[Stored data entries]
------------------------------

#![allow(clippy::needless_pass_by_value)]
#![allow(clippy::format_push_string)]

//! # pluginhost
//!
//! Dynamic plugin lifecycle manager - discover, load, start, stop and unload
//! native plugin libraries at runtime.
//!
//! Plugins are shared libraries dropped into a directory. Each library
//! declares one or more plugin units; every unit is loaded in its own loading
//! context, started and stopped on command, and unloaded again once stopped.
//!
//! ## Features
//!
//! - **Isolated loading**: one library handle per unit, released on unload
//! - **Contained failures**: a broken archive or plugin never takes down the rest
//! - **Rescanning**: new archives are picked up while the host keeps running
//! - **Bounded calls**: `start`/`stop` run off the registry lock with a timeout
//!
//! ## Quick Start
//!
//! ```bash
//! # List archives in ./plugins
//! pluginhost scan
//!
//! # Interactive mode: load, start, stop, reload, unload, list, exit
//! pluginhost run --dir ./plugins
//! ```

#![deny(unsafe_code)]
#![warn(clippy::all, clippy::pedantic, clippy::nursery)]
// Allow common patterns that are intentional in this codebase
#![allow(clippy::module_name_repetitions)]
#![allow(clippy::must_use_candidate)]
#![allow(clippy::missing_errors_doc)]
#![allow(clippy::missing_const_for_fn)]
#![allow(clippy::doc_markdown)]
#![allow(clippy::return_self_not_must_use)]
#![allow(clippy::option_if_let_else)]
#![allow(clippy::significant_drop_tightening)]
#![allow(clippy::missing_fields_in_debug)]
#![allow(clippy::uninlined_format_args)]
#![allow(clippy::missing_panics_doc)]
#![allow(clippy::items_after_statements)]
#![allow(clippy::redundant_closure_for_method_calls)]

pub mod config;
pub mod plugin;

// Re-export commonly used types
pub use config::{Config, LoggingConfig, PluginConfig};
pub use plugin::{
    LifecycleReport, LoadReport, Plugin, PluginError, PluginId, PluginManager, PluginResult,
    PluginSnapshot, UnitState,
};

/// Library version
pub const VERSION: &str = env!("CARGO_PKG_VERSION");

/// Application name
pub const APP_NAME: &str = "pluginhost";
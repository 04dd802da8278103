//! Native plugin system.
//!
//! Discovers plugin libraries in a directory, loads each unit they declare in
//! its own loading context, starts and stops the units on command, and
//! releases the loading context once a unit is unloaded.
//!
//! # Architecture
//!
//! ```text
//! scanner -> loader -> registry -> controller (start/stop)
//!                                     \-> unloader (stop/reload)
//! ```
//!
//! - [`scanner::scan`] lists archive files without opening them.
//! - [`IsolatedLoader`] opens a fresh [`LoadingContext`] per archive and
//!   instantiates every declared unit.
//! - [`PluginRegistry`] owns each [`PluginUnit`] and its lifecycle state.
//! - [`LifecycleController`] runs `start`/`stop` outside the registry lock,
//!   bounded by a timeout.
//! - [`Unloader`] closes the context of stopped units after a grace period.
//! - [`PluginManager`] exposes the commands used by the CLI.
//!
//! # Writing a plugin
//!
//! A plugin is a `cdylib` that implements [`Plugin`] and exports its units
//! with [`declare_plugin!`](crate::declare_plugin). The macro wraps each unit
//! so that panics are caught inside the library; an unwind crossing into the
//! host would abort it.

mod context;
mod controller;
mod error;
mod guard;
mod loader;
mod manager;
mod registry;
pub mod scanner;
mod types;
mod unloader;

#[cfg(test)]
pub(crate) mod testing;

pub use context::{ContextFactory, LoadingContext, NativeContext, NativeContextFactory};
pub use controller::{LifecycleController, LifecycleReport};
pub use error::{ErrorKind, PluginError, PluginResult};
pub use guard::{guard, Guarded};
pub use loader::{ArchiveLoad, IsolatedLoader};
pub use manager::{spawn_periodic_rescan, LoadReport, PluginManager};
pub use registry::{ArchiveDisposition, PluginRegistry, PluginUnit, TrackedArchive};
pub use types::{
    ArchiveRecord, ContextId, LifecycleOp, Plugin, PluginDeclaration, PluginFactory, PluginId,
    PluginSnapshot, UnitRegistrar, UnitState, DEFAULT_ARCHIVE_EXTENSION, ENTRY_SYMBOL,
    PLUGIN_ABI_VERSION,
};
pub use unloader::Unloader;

------------------------------

## WHAT IS EXPECTED
Copy every line from the records above that contains the string "PluginId".

## ANSWER BELOW
    LifecycleReport, LoadReport, Plugin, PluginError, PluginId, PluginManager, PluginResult,
    ArchiveRecord, ContextId, LifecycleOp, Plugin, PluginDeclaration, PluginFactory, PluginId,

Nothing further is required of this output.